WORK ORDER:
Working from the entries below, tally each line that holds "BackendKind". Give the tally and nothing else.
------------------------------------------------------------
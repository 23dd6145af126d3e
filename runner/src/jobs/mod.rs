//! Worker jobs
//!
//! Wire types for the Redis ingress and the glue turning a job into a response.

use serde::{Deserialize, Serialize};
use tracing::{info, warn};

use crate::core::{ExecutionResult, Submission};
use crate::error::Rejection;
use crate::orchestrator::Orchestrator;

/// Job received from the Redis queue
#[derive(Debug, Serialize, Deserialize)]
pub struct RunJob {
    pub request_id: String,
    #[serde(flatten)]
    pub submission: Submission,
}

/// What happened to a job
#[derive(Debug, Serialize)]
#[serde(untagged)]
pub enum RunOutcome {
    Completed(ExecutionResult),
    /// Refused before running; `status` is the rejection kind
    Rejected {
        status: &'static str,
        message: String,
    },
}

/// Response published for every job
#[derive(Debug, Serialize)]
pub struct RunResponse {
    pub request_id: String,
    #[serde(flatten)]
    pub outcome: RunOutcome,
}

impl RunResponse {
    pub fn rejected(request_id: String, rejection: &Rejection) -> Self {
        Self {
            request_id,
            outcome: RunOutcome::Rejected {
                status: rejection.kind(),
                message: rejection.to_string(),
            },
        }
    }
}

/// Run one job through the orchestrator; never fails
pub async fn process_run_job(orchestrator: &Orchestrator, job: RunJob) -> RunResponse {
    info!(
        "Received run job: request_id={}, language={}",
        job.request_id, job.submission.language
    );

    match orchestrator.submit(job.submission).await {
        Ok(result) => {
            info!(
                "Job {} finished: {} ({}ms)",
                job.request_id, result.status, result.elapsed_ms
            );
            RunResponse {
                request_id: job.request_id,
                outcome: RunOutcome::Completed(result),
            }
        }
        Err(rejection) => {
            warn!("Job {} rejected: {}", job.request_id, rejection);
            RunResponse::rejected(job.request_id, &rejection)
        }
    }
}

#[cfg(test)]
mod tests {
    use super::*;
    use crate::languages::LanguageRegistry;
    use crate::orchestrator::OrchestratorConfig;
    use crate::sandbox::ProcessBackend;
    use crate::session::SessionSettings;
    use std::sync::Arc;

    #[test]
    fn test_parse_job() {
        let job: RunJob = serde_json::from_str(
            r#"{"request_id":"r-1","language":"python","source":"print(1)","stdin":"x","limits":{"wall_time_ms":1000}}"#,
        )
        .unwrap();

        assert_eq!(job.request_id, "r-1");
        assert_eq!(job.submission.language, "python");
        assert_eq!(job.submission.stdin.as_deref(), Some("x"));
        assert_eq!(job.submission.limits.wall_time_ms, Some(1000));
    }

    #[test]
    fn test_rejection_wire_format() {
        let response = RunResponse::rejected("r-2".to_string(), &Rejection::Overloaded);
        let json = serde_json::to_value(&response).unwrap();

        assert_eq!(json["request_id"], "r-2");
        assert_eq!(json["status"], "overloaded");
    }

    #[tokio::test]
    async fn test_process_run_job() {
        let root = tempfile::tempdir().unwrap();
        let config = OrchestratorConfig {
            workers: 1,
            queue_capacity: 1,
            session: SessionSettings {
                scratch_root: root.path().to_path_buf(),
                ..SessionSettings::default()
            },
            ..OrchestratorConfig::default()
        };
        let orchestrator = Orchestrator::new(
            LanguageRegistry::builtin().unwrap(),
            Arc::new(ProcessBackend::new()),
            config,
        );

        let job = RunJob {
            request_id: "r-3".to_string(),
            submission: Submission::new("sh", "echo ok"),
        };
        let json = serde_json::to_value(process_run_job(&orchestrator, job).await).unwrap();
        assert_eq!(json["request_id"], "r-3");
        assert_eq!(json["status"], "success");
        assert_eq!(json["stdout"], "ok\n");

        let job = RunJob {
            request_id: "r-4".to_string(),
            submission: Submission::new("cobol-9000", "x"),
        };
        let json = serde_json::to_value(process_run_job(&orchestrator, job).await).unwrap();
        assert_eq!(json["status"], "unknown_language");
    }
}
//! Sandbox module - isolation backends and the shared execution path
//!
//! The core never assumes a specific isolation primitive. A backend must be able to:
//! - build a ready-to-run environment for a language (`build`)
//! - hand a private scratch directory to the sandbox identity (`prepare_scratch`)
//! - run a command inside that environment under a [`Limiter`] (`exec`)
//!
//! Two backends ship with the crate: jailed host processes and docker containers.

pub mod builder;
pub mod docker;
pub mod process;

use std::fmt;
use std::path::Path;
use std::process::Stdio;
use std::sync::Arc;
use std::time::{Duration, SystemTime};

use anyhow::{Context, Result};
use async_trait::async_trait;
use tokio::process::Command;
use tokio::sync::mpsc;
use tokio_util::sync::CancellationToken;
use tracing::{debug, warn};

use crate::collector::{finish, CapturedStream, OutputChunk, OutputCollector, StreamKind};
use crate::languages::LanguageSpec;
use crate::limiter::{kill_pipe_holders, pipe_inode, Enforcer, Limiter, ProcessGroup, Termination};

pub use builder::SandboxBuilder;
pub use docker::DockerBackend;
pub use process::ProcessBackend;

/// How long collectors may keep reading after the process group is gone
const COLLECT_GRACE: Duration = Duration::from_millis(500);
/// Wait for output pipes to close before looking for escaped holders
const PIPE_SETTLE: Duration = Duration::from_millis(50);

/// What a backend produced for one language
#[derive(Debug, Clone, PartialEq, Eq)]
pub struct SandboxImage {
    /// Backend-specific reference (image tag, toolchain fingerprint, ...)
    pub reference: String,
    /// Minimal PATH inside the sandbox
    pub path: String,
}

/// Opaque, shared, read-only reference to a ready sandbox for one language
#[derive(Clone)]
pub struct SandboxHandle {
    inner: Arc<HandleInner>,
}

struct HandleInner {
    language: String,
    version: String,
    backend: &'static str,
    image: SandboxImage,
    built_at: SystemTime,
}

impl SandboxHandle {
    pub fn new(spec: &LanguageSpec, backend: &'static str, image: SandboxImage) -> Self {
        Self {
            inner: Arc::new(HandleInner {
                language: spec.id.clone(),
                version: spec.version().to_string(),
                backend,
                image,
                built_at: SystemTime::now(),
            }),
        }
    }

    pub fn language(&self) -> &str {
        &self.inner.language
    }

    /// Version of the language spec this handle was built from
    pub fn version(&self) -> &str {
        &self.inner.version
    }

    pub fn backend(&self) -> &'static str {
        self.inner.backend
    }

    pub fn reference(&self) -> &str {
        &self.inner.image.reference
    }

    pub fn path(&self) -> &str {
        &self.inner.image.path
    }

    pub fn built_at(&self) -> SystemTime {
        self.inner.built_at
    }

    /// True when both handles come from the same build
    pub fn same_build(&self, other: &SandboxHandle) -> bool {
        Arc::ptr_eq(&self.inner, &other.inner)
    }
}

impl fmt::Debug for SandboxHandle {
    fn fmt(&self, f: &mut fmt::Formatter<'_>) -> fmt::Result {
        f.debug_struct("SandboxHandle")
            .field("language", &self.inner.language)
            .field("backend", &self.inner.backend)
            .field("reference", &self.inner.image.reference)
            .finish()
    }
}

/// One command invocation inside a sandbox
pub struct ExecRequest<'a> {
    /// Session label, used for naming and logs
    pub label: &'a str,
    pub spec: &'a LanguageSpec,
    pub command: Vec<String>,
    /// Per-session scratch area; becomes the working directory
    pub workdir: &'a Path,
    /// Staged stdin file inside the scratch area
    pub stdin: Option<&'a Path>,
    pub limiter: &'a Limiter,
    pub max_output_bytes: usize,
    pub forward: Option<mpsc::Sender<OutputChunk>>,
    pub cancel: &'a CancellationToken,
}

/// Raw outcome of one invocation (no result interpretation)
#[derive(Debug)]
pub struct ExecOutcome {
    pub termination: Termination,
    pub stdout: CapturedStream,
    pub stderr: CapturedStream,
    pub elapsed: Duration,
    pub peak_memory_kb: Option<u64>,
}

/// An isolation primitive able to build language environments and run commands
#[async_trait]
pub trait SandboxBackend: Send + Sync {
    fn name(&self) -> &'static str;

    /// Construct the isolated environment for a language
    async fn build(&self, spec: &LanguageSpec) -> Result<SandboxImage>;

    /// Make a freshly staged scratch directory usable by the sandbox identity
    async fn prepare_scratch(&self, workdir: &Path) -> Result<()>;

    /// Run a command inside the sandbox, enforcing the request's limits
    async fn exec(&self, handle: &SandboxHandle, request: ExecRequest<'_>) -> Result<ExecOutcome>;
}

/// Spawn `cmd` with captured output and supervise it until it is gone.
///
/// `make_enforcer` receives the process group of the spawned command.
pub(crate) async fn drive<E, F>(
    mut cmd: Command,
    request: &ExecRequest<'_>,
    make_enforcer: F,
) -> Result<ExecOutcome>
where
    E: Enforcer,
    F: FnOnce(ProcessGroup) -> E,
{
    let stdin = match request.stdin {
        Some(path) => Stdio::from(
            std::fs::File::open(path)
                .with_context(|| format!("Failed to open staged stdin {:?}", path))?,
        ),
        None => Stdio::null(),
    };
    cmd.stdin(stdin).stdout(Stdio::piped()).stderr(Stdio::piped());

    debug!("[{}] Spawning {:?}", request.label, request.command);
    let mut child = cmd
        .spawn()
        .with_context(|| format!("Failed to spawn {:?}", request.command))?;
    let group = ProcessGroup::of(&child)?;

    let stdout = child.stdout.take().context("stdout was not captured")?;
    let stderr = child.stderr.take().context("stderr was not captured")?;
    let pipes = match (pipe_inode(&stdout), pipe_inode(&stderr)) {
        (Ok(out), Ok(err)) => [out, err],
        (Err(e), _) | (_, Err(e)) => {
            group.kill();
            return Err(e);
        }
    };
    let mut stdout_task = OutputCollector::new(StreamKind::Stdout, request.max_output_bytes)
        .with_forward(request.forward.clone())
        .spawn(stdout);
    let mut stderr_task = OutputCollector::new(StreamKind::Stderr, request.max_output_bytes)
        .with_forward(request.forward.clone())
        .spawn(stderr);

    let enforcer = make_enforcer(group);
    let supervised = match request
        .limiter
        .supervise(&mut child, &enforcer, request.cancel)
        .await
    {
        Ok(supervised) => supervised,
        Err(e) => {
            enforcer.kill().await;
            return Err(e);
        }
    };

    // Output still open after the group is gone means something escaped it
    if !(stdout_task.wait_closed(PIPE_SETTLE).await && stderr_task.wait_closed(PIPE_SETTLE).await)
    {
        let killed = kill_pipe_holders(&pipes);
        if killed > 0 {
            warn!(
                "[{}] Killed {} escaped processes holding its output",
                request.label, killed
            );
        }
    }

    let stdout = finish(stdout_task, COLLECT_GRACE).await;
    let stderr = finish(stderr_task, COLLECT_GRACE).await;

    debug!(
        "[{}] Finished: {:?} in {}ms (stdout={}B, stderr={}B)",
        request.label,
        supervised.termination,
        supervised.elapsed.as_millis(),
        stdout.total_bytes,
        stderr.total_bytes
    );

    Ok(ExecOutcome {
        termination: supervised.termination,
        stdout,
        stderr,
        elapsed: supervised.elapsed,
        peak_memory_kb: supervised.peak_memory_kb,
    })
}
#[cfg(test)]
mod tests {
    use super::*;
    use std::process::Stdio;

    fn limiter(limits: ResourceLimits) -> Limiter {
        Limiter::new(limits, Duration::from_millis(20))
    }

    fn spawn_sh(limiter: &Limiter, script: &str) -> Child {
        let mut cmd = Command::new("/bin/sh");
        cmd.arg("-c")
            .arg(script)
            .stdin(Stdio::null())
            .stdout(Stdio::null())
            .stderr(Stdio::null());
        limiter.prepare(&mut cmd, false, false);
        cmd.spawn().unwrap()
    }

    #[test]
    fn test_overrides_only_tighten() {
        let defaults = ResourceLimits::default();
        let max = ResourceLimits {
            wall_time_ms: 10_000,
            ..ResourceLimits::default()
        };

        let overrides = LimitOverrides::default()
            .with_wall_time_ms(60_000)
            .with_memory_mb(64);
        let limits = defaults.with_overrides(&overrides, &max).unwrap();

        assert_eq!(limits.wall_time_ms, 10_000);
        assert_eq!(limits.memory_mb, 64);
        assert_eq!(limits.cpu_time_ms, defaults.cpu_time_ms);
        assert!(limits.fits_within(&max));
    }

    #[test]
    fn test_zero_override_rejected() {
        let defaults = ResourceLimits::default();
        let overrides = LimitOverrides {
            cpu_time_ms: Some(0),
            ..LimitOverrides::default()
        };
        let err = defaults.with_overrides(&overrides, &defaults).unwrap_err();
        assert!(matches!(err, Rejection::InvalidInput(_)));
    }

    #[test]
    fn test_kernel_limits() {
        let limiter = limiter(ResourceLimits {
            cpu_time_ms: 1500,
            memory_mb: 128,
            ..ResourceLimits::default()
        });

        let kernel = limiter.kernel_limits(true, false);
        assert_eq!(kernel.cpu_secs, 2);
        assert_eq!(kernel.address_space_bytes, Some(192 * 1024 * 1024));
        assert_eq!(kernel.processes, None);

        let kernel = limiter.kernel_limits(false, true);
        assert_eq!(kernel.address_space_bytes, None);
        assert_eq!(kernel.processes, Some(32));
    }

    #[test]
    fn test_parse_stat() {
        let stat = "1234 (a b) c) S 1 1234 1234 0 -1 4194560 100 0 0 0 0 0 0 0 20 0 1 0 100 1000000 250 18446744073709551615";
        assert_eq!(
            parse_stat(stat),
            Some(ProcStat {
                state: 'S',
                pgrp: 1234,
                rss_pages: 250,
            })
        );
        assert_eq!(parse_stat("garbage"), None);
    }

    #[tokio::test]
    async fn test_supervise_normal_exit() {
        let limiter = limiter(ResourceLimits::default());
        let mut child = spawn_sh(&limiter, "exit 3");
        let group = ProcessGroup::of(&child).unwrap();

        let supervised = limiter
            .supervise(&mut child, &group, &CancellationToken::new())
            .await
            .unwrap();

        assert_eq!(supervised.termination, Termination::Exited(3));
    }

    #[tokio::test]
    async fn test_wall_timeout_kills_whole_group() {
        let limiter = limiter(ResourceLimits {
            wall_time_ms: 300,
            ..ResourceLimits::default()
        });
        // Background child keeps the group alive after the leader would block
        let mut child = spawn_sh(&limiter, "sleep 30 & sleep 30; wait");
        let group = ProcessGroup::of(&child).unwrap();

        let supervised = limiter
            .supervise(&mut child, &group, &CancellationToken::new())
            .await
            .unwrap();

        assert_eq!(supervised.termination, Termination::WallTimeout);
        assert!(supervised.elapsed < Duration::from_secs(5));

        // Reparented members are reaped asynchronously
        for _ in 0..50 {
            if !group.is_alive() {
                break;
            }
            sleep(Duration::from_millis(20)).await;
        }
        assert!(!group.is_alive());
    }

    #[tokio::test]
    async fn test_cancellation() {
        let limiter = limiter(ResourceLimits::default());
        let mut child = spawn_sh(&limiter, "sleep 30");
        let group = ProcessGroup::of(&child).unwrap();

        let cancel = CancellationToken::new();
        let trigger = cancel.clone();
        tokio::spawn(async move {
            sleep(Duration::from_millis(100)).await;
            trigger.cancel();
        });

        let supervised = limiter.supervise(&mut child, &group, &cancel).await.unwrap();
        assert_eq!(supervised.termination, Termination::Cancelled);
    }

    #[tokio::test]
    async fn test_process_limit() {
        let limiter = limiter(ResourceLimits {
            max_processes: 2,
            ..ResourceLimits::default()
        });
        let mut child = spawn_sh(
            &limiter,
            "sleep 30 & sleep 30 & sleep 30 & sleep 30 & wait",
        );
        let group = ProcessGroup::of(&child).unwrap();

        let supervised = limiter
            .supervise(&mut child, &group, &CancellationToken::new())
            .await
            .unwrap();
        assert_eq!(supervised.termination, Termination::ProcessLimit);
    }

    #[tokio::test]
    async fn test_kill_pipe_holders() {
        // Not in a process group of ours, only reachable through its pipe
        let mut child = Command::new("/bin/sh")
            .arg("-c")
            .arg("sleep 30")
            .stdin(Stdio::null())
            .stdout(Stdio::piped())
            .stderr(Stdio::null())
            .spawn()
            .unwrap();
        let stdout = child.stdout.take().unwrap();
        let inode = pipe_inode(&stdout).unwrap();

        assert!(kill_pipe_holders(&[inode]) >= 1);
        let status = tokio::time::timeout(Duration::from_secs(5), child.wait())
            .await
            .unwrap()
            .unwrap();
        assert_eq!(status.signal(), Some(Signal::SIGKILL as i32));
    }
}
------------------------------------------------------------
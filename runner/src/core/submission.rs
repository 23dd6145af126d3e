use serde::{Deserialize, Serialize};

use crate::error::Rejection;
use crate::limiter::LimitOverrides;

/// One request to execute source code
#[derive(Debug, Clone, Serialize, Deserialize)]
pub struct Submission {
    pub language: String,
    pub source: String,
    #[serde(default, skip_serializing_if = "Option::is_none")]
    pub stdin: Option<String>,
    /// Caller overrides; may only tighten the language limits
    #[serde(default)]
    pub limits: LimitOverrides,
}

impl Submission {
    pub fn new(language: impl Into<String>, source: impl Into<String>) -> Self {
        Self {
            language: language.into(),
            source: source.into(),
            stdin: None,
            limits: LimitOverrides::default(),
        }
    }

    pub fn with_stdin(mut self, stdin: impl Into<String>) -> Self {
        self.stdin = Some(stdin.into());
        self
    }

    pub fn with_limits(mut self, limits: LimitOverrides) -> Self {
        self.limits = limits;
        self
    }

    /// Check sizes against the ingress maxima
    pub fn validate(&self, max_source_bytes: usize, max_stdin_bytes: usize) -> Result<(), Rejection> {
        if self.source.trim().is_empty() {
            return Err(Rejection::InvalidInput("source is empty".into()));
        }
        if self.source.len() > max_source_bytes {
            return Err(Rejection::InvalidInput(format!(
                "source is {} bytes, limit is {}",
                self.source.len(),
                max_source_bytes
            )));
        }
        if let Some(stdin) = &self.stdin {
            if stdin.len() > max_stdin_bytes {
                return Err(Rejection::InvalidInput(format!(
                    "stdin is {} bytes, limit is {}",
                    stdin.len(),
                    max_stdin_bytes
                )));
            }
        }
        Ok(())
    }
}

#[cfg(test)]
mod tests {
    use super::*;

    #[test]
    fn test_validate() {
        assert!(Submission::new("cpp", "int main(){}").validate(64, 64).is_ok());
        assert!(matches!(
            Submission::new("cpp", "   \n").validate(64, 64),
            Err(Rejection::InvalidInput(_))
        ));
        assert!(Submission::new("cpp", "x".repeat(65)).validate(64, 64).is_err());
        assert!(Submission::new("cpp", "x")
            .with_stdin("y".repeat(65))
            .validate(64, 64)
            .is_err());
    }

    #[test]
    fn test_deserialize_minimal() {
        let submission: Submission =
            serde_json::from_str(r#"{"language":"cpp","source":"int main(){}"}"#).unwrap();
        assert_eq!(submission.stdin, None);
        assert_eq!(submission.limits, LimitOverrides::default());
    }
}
------------------------------------------------------------
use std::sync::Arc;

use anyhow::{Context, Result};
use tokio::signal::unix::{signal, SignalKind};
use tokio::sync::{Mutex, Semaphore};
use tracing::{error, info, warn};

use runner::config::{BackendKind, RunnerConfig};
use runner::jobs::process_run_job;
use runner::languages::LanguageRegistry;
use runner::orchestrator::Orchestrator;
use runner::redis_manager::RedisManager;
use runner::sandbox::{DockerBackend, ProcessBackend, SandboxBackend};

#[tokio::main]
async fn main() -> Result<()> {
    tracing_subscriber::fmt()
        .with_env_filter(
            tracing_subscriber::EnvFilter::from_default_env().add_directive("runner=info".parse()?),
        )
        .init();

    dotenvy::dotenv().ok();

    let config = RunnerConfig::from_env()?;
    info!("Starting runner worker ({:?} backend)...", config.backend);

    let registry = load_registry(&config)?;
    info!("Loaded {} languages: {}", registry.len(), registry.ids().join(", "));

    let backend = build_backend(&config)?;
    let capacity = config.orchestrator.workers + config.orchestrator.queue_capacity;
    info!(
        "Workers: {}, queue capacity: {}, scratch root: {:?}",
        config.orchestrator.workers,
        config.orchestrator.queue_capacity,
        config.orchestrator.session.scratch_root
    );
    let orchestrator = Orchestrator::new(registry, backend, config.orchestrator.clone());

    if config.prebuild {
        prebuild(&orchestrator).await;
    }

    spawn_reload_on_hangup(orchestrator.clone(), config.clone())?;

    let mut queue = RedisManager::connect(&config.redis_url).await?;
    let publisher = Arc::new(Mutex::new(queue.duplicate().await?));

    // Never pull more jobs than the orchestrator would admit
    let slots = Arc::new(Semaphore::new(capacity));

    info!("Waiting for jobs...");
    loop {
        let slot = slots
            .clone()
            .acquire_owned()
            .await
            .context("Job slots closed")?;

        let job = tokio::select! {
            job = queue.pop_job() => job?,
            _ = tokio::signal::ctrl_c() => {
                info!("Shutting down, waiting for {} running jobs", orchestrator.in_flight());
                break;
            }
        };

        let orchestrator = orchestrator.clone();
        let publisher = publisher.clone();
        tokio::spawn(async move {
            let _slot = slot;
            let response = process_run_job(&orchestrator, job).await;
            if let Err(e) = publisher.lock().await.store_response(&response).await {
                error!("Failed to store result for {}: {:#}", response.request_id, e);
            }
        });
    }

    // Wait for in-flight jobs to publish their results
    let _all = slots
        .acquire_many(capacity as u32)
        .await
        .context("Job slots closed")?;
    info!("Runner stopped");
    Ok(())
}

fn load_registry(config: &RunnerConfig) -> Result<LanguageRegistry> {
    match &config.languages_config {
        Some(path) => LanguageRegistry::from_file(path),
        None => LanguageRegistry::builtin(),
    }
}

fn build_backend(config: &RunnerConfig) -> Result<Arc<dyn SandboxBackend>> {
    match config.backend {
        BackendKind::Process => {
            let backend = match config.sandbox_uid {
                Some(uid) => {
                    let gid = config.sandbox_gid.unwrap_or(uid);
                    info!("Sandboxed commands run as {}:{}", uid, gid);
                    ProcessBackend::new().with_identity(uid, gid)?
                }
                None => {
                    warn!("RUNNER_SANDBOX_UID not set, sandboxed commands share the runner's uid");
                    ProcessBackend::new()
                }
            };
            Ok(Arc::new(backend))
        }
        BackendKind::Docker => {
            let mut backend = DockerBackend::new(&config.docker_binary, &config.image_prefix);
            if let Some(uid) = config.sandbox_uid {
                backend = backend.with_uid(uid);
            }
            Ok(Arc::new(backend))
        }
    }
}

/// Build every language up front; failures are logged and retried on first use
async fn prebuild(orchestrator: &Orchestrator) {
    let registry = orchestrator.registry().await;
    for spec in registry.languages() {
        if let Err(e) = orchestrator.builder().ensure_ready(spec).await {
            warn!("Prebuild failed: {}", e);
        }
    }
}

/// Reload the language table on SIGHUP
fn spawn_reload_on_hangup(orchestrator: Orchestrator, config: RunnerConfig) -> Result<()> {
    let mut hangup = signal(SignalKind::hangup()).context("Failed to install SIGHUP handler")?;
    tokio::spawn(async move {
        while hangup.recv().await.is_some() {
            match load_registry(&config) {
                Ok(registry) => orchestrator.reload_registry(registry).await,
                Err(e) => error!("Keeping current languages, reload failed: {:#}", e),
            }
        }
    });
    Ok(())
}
------------------------------------------------------------
RESULT OF THIS TASK:
3